記事: FRENCH PRESS - GUATEMALA EL COLORIDO FERMENTED HONEY

FRENCH PRESS - GUATEMALA EL COLORIDO FERMENTED HONEY
今回のエル・コロリド/ファーメンテッド・ハニーは、甘さの層の深さと、酸のやわらかな立ち上がりがとても魅力的でした。その良さを素直に感じられるように、フレンチプレスを使用したシンプルなレシピ構成で、豊かな甘さをしっかり引き出しながら、酸で奥行きを添えるレシピを組んでみました。複雑にしすぎず、でも単調にならないように。フレーバーがゆっくりとひらいていく過程を楽しめるような、そんな一杯を目指しました。
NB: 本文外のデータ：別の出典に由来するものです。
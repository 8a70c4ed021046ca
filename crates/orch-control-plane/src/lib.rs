//! HTTP control-plane service: repo registration, run submission (with the
//! idempotency protocol), and read-side projections over runs, stations, and
//! artifacts. Does not touch the queue consumer side or run stations itself
//! — that's `orch-execution-engine` and `orch-engine`.

pub mod api_types;
pub mod idempotency;
pub mod routes;
pub mod state;

pub use routes::build_router;
pub use state::AppState;
use chrono::{DateTime, Utc};
use orch_types::{ClaimStatus, IdempotencyClaim};
use sqlx::{PgPool, Row};
use uuid::Uuid;

use crate::error::{StoreError, StoreResult};

/// Insert a `pending` claim alongside the first successful run insert.
/// Unique collision on `key` surfaces as [`StoreError::UniqueViolation`] —
/// the caller treats this as "a concurrent submitter won the race" and
/// restarts from lookup-by-key.
pub async fn insert_pending_claim(
    pool: &PgPool,
    key: &str,
    request_hash: &str,
    run_id: Uuid,
) -> StoreResult<IdempotencyClaim> {
    let now = Utc::now();
    sqlx::query(
        r#"
        insert into idempotency_claims (key, request_hash, run_id, status, created_at, updated_at)
        values ($1, $2, $3, 'pending', $4, $4)
        "#,
    )
    .bind(key)
    .bind(request_hash)
    .bind(run_id)
    .bind(now)
    .execute(pool)
    .await?;

    Ok(IdempotencyClaim {
        key: key.to_string(),
        request_hash: request_hash.to_string(),
        run_id,
        status: ClaimStatus::Pending,
        created_at: now,
        updated_at: now,
    })
}

pub async fn get_claim_by_key(pool: &PgPool, key: &str) -> StoreResult<Option<IdempotencyClaim>> {
    let row = sqlx::query(
        r#"
        select key, request_hash, run_id, status, created_at, updated_at
        from idempotency_claims
        where key = $1
        "#,
    )
    .bind(key)
    .fetch_optional(pool)
    .await?;

    row.map(row_to_claim).transpose()
}

/// CAS-promote `pending -> succeeded` after a successful enqueue. If this
/// loses to a concurrent writer, the caller re-reads and proceeds — never
/// downgrades `succeeded` back to `failed`.
pub async fn promote_succeeded_cas(pool: &PgPool, key: &str) -> StoreResult<bool> {
    let result = sqlx::query(
        r#"
        update idempotency_claims
        set status = 'succeeded', updated_at = $2
        where key = $1 and status = 'pending'
        "#,
    )
    .bind(key)
    .bind(Utc::now())
    .execute(pool)
    .await?;

    Ok(result.rows_affected() == 1)
}

/// CAS-demote `pending -> failed` on enqueue failure.
pub async fn demote_failed_cas(pool: &PgPool, key: &str) -> StoreResult<bool> {
    let result = sqlx::query(
        r#"
        update idempotency_claims
        set status = 'failed', updated_at = $2
        where key = $1 and status = 'pending'
        "#,
    )
    .bind(key)
    .bind(Utc::now())
    .execute(pool)
    .await?;

    Ok(result.rows_affected() == 1)
}

/// Requeue-claim CAS, `failed` branch: `UPDATE claim SET status='pending'
/// WHERE key=? AND status='failed'`. Exactly one concurrent retry wins; the
/// winner proceeds to enqueue.
pub async fn requeue_claim_from_failed_cas(pool: &PgPool, key: &str) -> StoreResult<bool> {
    let result = sqlx::query(
        r#"
        update idempotency_claims
        set status = 'pending', updated_at = $2
        where key = $1 and status = 'failed'
        "#,
    )
    .bind(key)
    .bind(Utc::now())
    .execute(pool)
    .await?;

    Ok(result.rows_affected() == 1)
}

/// Requeue-claim CAS, pending-with-failure-marker branch: optimistic
/// concurrency keyed on the previously observed `updated_at`.
pub async fn requeue_claim_from_pending_cas(
    pool: &PgPool,
    key: &str,
    observed_updated_at: DateTime<Utc>,
) -> StoreResult<bool> {
    let result = sqlx::query(
        r#"
        update idempotency_claims
        set updated_at = $3
        where key = $1 and status = 'pending' and updated_at = $2
        "#,
    )
    .bind(key)
    .bind(observed_updated_at)
    .bind(Utc::now())
    .execute(pool)
    .await?;

    Ok(result.rows_affected() == 1)
}

fn row_to_claim(row: sqlx::postgres::PgRow) -> StoreResult<IdempotencyClaim> {
    let status_raw: String = row.try_get("status")?;
    let status = ClaimStatus::parse(&status_raw).ok_or(StoreError::NotFound)?;

    Ok(IdempotencyClaim {
        key: row.try_get("key")?,
        request_hash: row.try_get("request_hash")?,
        run_id: row.try_get("run_id")?,
        status,
        created_at: row.try_get("created_at")?,
        updated_at: row.try_get("updated_at")?,
    })
}
//! Wire DTOs for the HTTP API. Internal entities stay snake_case for storage
//! and CAS-predicate clarity; everything crossing the HTTP boundary is
//! camelCase, so the two are kept as separate types rather than tagging the
//! domain structs directly.

use chrono::{DateTime, Utc};
use orch_types::{Artifact, Repo, Run, StationExecution};
use serde::{Deserialize, Serialize};
use serde_json::Value;
use uuid::Uuid;

#[derive(Debug, Serialize)]
pub struct HealthResponse {
    pub ok: bool,
    pub service: &'static str,
    pub version: &'static str,
}

#[derive(Debug, Serialize)]
pub struct PingResponse {
    pub ok: bool,
    pub message: &'static str,
}

#[derive(Debug, Serialize)]
pub struct ErrorResponse {
    pub error: String,
}

impl ErrorResponse {
    pub fn new(msg: impl Into<String>) -> Self {
        Self { error: msg.into() }
    }
}

#[derive(Debug, Deserialize)]
pub struct RegisterRepoRequest {
    pub owner: String,
    pub name: String,
    #[serde(default)]
    pub default_branch: Option<String>,
    #[serde(default)]
    pub config_path: Option<String>,
    #[serde(default)]
    pub enabled: Option<bool>,
}

#[derive(Debug, Serialize)]
#[serde(rename_all = "camelCase")]
pub struct RepoView {
    pub id: Uuid,
    pub owner: String,
    pub name: String,
    pub default_branch: String,
    pub config_path: Option<String>,
    pub enabled: bool,
    pub created_at: DateTime<Utc>,
    pub updated_at: DateTime<Utc>,
}

impl From<Repo> for RepoView {
    fn from(r: Repo) -> Self {
        Self {
            id: r.id,
            owner: r.owner,
            name: r.name,
            default_branch: r.default_branch,
            config_path: r.config_path,
            enabled: r.enabled,
            created_at: r.created_at,
            updated_at: r.updated_at,
        }
    }
}

#[derive(Debug, Serialize)]
pub struct RegisterRepoResponse {
    pub repo: RepoView,
}

#[derive(Debug, Serialize)]
pub struct ListReposResponse {
    pub repos: Vec<RepoView>,
}

#[derive(Debug, Deserialize)]
#[serde(rename_all = "camelCase")]
pub struct CreateRunRequestBody {
    pub repo: RepoRef,
    pub issue: IssueRef,
    pub requestor: String,
    #[serde(default)]
    pub pr_mode: Option<String>,
    #[serde(default)]
    pub goal: Option<String>,
}

#[derive(Debug, Deserialize)]
pub struct RepoRef {
    pub owner: String,
    pub name: String,
}

#[derive(Debug, Deserialize)]
pub struct IssueRef {
    pub number: i64,
}

#[derive(Debug, Serialize)]
#[serde(rename_all = "camelCase")]
pub struct RunRepoSummary {
    pub id: Uuid,
    pub owner: String,
    pub name: String,
}

#[derive(Debug, Serialize)]
#[serde(rename_all = "camelCase")]
pub struct RunView {
    pub id: Uuid,
    pub repo: RunRepoSummary,
    pub issue_number: i64,
    pub goal: Option<String>,
    pub status: String,
    pub current_station: Option<String>,
    pub requestor: String,
    pub base_branch: String,
    pub work_branch: Option<String>,
    pub pr_mode: String,
    pub pr_url: Option<String>,
    pub created_at: DateTime<Utc>,
    pub started_at: Option<DateTime<Utc>>,
    pub heartbeat_at: Option<DateTime<Utc>>,
    pub finished_at: Option<DateTime<Utc>>,
    pub failure_reason: Option<String>,
}

impl RunView {
    pub fn new(run: Run, repo: &Repo) -> Self {
        Self {
            id: run.id,
            repo: RunRepoSummary {
                id: repo.id,
                owner: repo.owner.clone(),
                name: repo.name.clone(),
            },
            issue_number: run.issue_number,
            goal: run.goal,
            status: run.status.as_str().to_string(),
            current_station: run.current_station.map(|s| s.as_str().to_string()),
            requestor: run.requestor,
            base_branch: run.base_branch,
            work_branch: run.work_branch,
            pr_mode: run.pr_mode.as_str().to_string(),
            pr_url: run.pr_url,
            created_at: run.created_at,
            started_at: run.started_at,
            heartbeat_at: run.heartbeat_at,
            finished_at: run.finished_at,
            failure_reason: run.failure_reason,
        }
    }
}

#[derive(Debug, Serialize)]
#[serde(rename_all = "camelCase")]
pub struct StationExecutionView {
    pub id: String,
    pub run_id: Uuid,
    pub station: String,
    pub status: String,
    pub started_at: Option<DateTime<Utc>>,
    pub finished_at: Option<DateTime<Utc>>,
    pub duration_ms: Option<i64>,
    pub summary: Option<String>,
    pub external_ref: Option<String>,
    pub metadata: Option<Value>,
    pub attempt: i32,
}

impl From<StationExecution> for StationExecutionView {
    fn from(e: StationExecution) -> Self {
        Self {
            id: e.id,
            run_id: e.run_id,
            station: e.station.as_str().to_string(),
            status: e.status.as_str().to_string(),
            started_at: e.started_at,
            finished_at: e.finished_at,
            duration_ms: e.duration_ms,
            summary: e.summary,
            external_ref: e.external_ref,
            metadata: e.metadata_json,
            attempt: e.attempt,
        }
    }
}

#[derive(Debug, Serialize)]
#[serde(rename_all = "camelCase")]
pub struct ArtifactView {
    pub id: String,
    pub run_id: Uuid,
    #[serde(rename = "type")]
    pub kind: String,
    pub storage: String,
    pub payload: Value,
    pub created_at: DateTime<Utc>,
}

impl From<Artifact> for ArtifactView {
    fn from(a: Artifact) -> Self {
        Self {
            id: a.id,
            run_id: a.run_id,
            kind: a.kind.as_str().to_string(),
            storage: match a.storage {
                orch_types::ArtifactStorage::Inline => "inline".to_string(),
                orch_types::ArtifactStorage::External => "external".to_string(),
            },
            payload: a.payload,
            created_at: a.created_at,
        }
    }
}

#[derive(Debug, Serialize)]
#[serde(rename_all = "camelCase")]
pub struct IdempotencyView {
    pub key: String,
    pub status: String,
    pub replayed: bool,
    pub requeued: bool,
}

#[derive(Debug, Serialize)]
pub struct CreateRunResponse {
    pub run: RunView,
    pub idempotency: IdempotencyView,
}

#[derive(Debug, Serialize)]
pub struct GetRunResponse {
    pub run: RunView,
    pub stations: Vec<StationExecutionView>,
    pub artifacts: Vec<ArtifactView>,
}

#[derive(Debug, Serialize)]
pub struct ListRunsResponse {
    pub runs: Vec<RunView>,
}

#[derive(Debug, Deserialize)]
pub struct ListRunsQuery {
    pub status: Option<String>,
    pub repo: Option<String>,
    pub limit: Option<i64>,
}

#[derive(Debug, Serialize)]
pub struct StatsResponse {
    pub queued: i64,
    pub running: i64,
    pub succeeded: i64,
    pub failed: i64,
    pub canceled: i64,
}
レシピ自体はシンプルですが、ポイントは撹拌のタイミング。抽出の早い段階で軽 く撹拌することで、酸の印象が立ち上がり、甘さとのコントラストがよりはっきりと感じられるようになります。飲み進めるたびに表情を変えるこの一杯を、ぜひご自身でも試してみてください。

使用器具:French Press
粉量 / 粒度:16g / 細挽き (TIMEMORE C3S 13クリック)
湯温 / 湯量:90°C / 240 g (白神山地の水)
0 : 00 - お湯を240g注ぐ。
*フレンチプレスのサーバーを持ち、回しながらお湯を注ぎ、しっかりとお湯を行き渡らせる。3 : 00 - スプーンで攪拌
*表面にできたコーヒー粉の層を崩して沈めるイメージで攪拌する。4 : 00 - プランジャーを下ろす
今月ご紹介するのはグアテマラ/ナランハレス農園で生産している自社ブランド豆「エル・コロリド」のファーメンテッド・ハニーです。
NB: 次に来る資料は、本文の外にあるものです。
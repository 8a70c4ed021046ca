//! Shared wire/domain types for the orchestrator: entities, the deterministic
//! id scheme, the queue wire shape, the Coderunner adapter envelope, and
//! bounded-string helpers. No I/O lives here — just data and the invariants
//! that are cheap to express as types.

pub mod artifact;
pub mod coderunner;
pub mod idempotency;
pub mod ids;
pub mod queue;
pub mod repo;
pub mod run;
pub mod station_execution;
pub mod truncate;

pub use artifact::{Artifact, ArtifactStorage, ArtifactType};
pub use coderunner::{
    CoderunnerError, CoderunnerRepoRef, CoderunnerTaskInput, ErrorCategory, ResumeHandle,
    StationExecutionResponse, StationOutcome,
};
pub use idempotency::{ClaimStatus, IdempotencyClaim, CLAIM_GRACE_WINDOW_SECONDS, QUEUE_PUBLISH_FAILED_REASON};
pub use ids::{artifact_id, station_execution_id};
pub use queue::{DeliveryOutcome, RunQueueMessage};
pub use repo::{NewRepo, Repo, DEFAULT_BRANCH};
pub use run::{PrMode, Run, RunStatus, Station, STATION_ORDER};
pub use station_execution::{StationExecution, StationMetadata, StationStatus};
pub use truncate::{excerpt_logs, truncate_summary, truncate_with_marker, LogExcerpt, LOG_EXCERPT_LIMIT, SUMMARY_LIMIT};
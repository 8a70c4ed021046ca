//! `orch repo register` / `orch run submit` against a live control plane
//! process. Skipped when `ORCH_DATABASE_URL` isn't set, since both the
//! control plane and the CLI need a real Postgres to talk to.

use assert_cmd::prelude::*;
use predicates::prelude::*;
use std::time::Duration;

const PORT: u16 = 18099;
const SECRET: &str = "cli-test-secret";

#[tokio::test]
async fn repo_register_then_run_submit_reaches_control_plane() -> anyhow::Result<()> {
    let url = match std::env::var(orch_store::ENV_DB_URL) {
        Ok(v) => v,
        Err(_) => {
            eprintln!("SKIP: ORCH_DATABASE_URL not set");
            return Ok(());
        }
    };

    let addr = format!("127.0.0.1:{PORT}");
    let base_url = format!("http://{addr}");

    let mut server = std::process::Command::cargo_bin("orch-control-plane")?
        .env(orch_store::ENV_DB_URL, &url)
        .env("ORCH_CONTROL_PLANE_SECRET", SECRET)
        .env("ORCH_CONTROL_PLANE_ADDR", &addr)
        .spawn()?;

    let client = reqwest::Client::new();
    let mut ready = false;
    for _ in 0..50 {
        if client.get(format!("{base_url}/healthz")).send().await.is_ok() {
            ready = true;
            break;
        }
        tokio::time::sleep(Duration::from_millis(100)).await;
    }

    if !ready {
        let _ = server.kill();
        anyhow::bail!("control plane never became healthy");
    }

    let owner = format!("cli-owner-{}", uuid::Uuid::new_v4());
    let name = format!("cli-repo-{}", uuid::Uuid::new_v4());

    let mut register_cmd = assert_cmd::Command::cargo_bin("orch")?;
    register_cmd
        .env("ORCH_CLI_BASE_URL", &base_url)
        .env("ORCH_CONTROL_PLANE_SECRET", SECRET)
        .args(["repo", "register", "--owner", &owner, "--name", &name]);
    register_cmd.assert().success().stdout(predicate::str::contains("\"owner\""));

    let mut submit_cmd = assert_cmd::Command::cargo_bin("orch")?;
    submit_cmd.env("ORCH_CLI_BASE_URL", &base_url).env("ORCH_CONTROL_PLANE_SECRET", SECRET).args([
        "run",
        "submit",
        "--owner",
        &owner,
        "--name",
        &name,
        "--issue",
        "7",
        "--requestor",
        "cli-test",
    ]);
    submit_cmd.assert().success().stdout(predicate::str::contains("\"status\": \"queued\""));

    let _ = server.kill();
    Ok(())
}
今年の 2 月にご紹介したラクティック・ナチュラル同様、ファーメンテッド・ハニーも新しい発酵プロセスに挑戦した銘柄です。
ラクティック・ナチュラルでは、ナチュラル・プロセスの特徴を活かすことに焦点をあてて発酵をおこないましたが、今回のファーメンテッド・ハニーでは、嫌気性発酵の特性のひとつであるフェノール類の抽出をテーマにプロセスをおこないました。
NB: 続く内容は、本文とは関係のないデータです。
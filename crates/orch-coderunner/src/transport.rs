use serde::{Deserialize, Serialize};

/// Status reported by the external job transport. Terminal states are
/// `{Succeeded, Failed, Canceled, Timeout}`.
#[derive(Debug, Clone, Copy, PartialEq, Eq, Serialize, Deserialize)]
#[serde(rename_all = "snake_case")]
pub enum JobStatus {
    Queued,
    Running,
    Succeeded,
    Failed,
    Canceled,
    Timeout,
}

impl JobStatus {
    pub fn is_terminal(&self) -> bool {
        matches!(
            self,
            JobStatus::Succeeded | JobStatus::Failed | JobStatus::Canceled | JobStatus::Timeout
        )
    }
}

#[derive(Debug, Clone, Serialize, Deserialize)]
#[serde(rename_all = "camelCase")]
pub struct JobHandle {
    pub external_ref: String,
    pub status: JobStatus,
}

#[derive(Debug, Clone, Serialize, Deserialize)]
pub struct JobResult {
    pub status: JobStatus,
    pub summary: String,
    #[serde(default)]
    pub logs: Option<String>,
}

#[derive(Debug, Clone, Serialize)]
#[serde(rename_all = "camelCase")]
pub struct SubmitJobRequest<'a> {
    pub run_id: String,
    pub phase: &'a str,
    pub issue_number: i64,
    pub goal: Option<&'a str>,
    pub requestor: &'a str,
    pub pr_mode: &'a str,
    pub repo_owner: &'a str,
    pub repo_name: &'a str,
    pub base_branch: &'a str,
}
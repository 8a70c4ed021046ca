//! Idempotency replay and key-reuse-with-different-payload behavior.
//! Skipped when `ORCH_DATABASE_URL` isn't set.

use orch_testkit::Harness;
use uuid::Uuid;

async fn connect_test_pool() -> Option<sqlx::PgPool> {
    match std::env::var(orch_store::ENV_DB_URL) {
        Ok(url) => {
            let pool = orch_store::connect(&url).await.expect("connect to test database");
            orch_store::migrate(&pool).await.expect("migrate test database");
            Some(pool)
        }
        Err(_) => None,
    }
}

#[tokio::test]
async fn replay_returns_200_with_same_run_id_and_no_new_queue_message() {
    let Some(pool) = connect_test_pool().await else {
        eprintln!("SKIP: ORCH_DATABASE_URL not set");
        return;
    };
    let harness = Harness::new(pool);

    let owner = format!("acme-{}", Uuid::new_v4());
    let name = "svc".to_string();
    harness.call_control_plane(orch_testkit::register_repo_request(&owner, &name)).await;

    let (status, first) = harness
        .call_control_plane(orch_testkit::create_run_request(&owner, &name, 7, "u", "k1", None))
        .await;
    assert_eq!(status, axum::http::StatusCode::ACCEPTED);
    let run_id = first["run"]["id"].as_str().unwrap().to_string();
    assert_eq!(harness.queue.len().await, 1);

    let (status, second) = harness
        .call_control_plane(orch_testkit::create_run_request(&owner, &name, 7, "u", "k1", None))
        .await;
    assert_eq!(status, axum::http::StatusCode::ACCEPTED);
    assert_eq!(second["run"]["id"], run_id);
    assert_eq!(second["idempotency"]["replayed"], true);
    assert_eq!(harness.queue.len().await, 1, "replay must not enqueue a second message");
}

#[tokio::test]
async fn same_key_different_payload_is_409_with_no_writes() {
    let Some(pool) = connect_test_pool().await else {
        eprintln!("SKIP: ORCH_DATABASE_URL not set");
        return;
    };
    let harness = Harness::new(pool);

    let owner = format!("acme-{}", Uuid::new_v4());
    let name = "svc".to_string();
    harness.call_control_plane(orch_testkit::register_repo_request(&owner, &name)).await;

    let (status, _) = harness
        .call_control_plane(orch_testkit::create_run_request(&owner, &name, 7, "u", "k1", None))
        .await;
    assert_eq!(status, axum::http::StatusCode::ACCEPTED);
    assert_eq!(harness.queue.len().await, 1);

    let (status, _) = harness
        .call_control_plane(orch_testkit::create_run_request(&owner, &name, 8, "u", "k1", None))
        .await;
    assert_eq!(status, axum::http::StatusCode::CONFLICT);
    assert_eq!(harness.queue.len().await, 1, "a rejected key-reuse submission must not enqueue");
}
//! Configuration and canonical-hashing helpers shared by the control plane,
//! execution engine, and CLI binaries.

pub mod canonical;
pub mod env;

pub use canonical::{canonicalize_json, load_layered_yaml, request_hash, sha256_hex, sort_keys, LoadedConfig};
pub use env::{bootstrap_dotenv, CoderunnerConfig, ControlPlaneConfig, ExecutionEngineConfig};
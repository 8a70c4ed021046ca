use anyhow::Result;
use clap::{Parser, Subcommand};

use orch_cli::commands::{self, db, repo, run};

#[derive(Parser)]
#[command(name = "orch")]
#[command(about = "Durable run orchestrator CLI", long_about = None)]
struct Cli {
    #[command(subcommand)]
    cmd: Commands,
}

#[derive(Subcommand)]
enum Commands {
    /// Database commands
    Db {
        #[command(subcommand)]
        cmd: DbCmd,
    },

    /// Repository registration and listing
    Repo {
        #[command(subcommand)]
        cmd: RepoCmd,
    },

    /// Run submission and inspection
    Run {
        #[command(subcommand)]
        cmd: RunCmd,
    },

    /// Print aggregate run counts by status
    Stats,
}

#[derive(Subcommand)]
enum DbCmd {
    Status,
    Migrate,
}

#[derive(Subcommand)]
enum RepoCmd {
    /// Register a new repo with the control plane
    Register {
        #[arg(long)]
        owner: String,
        #[arg(long)]
        name: String,
        #[arg(long = "default-branch")]
        default_branch: Option<String>,
        #[arg(long = "config-path")]
        config_path: Option<String>,
    },
    /// List registered repos
    List,
}

#[derive(Subcommand)]
enum RunCmd {
    /// Submit a run for an issue in a registered repo
    Submit {
        #[arg(long)]
        owner: String,
        #[arg(long)]
        name: String,
        #[arg(long)]
        issue: i64,
        #[arg(long)]
        requestor: String,
        #[arg(long = "pr-mode", default_value = "draft")]
        pr_mode: String,
        #[arg(long)]
        goal: Option<String>,
        /// Idempotency key; a fresh one is generated when omitted
        #[arg(long = "idempotency-key")]
        idempotency_key: Option<String>,
    },
    /// Fetch a run by id
    Get {
        id: String,
    },
    /// List runs, optionally filtered
    List {
        #[arg(long)]
        status: Option<String>,
        #[arg(long)]
        repo: Option<String>,
        #[arg(long, default_value_t = 20)]
        limit: i64,
    },
}

#[tokio::main]
async fn main() -> Result<()> {
    orch_config::bootstrap_dotenv();
    init_tracing();

    let cli = Cli::parse();
    let client = commands::CliClient::from_env()?;

    match cli.cmd {
        Commands::Db { cmd } => match cmd {
            DbCmd::Status => db::status().await?,
            DbCmd::Migrate => db::migrate().await?,
        },
        Commands::Repo { cmd } => match cmd {
            RepoCmd::Register {
                owner,
                name,
                default_branch,
                config_path,
            } => repo::register(&client, owner, name, default_branch, config_path).await?,
            RepoCmd::List => repo::list(&client).await?,
        },
        Commands::Run { cmd } => match cmd {
            RunCmd::Submit {
                owner,
                name,
                issue,
                requestor,
                pr_mode,
                goal,
                idempotency_key,
            } => run::submit(&client, owner, name, issue, requestor, pr_mode, goal, idempotency_key).await?,
            RunCmd::Get { id } => run::get(&client, &id).await?,
            RunCmd::List { status, repo, limit } => run::list(&client, status, repo, limit).await?,
        },
        Commands::Stats => run::stats(&client).await?,
    }

    Ok(())
}

fn init_tracing() {
    tracing_subscriber::fmt()
        .with_env_filter(tracing_subscriber::EnvFilter::try_from_default_env().unwrap_or_else(|_| "warn".into()))
        .init();
}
具体的には、コーヒーチェリーの果肉を取り除いたあと、タンクの低層にカスカラ(皮と果肉の部分)を敷きつめ、そのうえにミューシレージ(種子を覆う粘液質)をまとったコーヒーを重ねるという二層構造を構築しました。この配置によって、カスカラにふくまれるポリフェノールやアントシアニンなどの成分がじっくりと抽出され、それらをたっぷりとふくんだモスト(発酵液)が上層のコーヒーに浸透してゆく設計です。
また、ハニー・プロセスは、ウォッシュド・プロセスと比較すると酸の印象が弱くなりがちです。その課題を乗り越えるために、嫌気状態での発酵時間を十分に確保することで、乳酸や酢酸などの有機酸生成を高める工夫を施しました。ただし、発酵を長くしすぎると、酪酸やメタノール系の不要発酵(絶嫌気性発酵)が進行するリスクもあります。そのため、プロセスの後半ではタンクに酸素を取りこみ、発酵の制御と酸の表現のバランスをとりました。
じっさいのプロセスでは、嫌気状態で72 時間、その後酸素を加えながら pHが 3.8 に下がるまで発酵をおこないました。そうしてできあがったファーメンテッド・ハニー・プロセスのロットは、レモングラスや白ワインを思わせるフレッシュで華やかなフレーバーに、リンゴのような甘い酸、ブラウンシュガーのような穏やかな甘さを感じられるフレッシュ・スイートな印象のコーヒーに仕上がりました。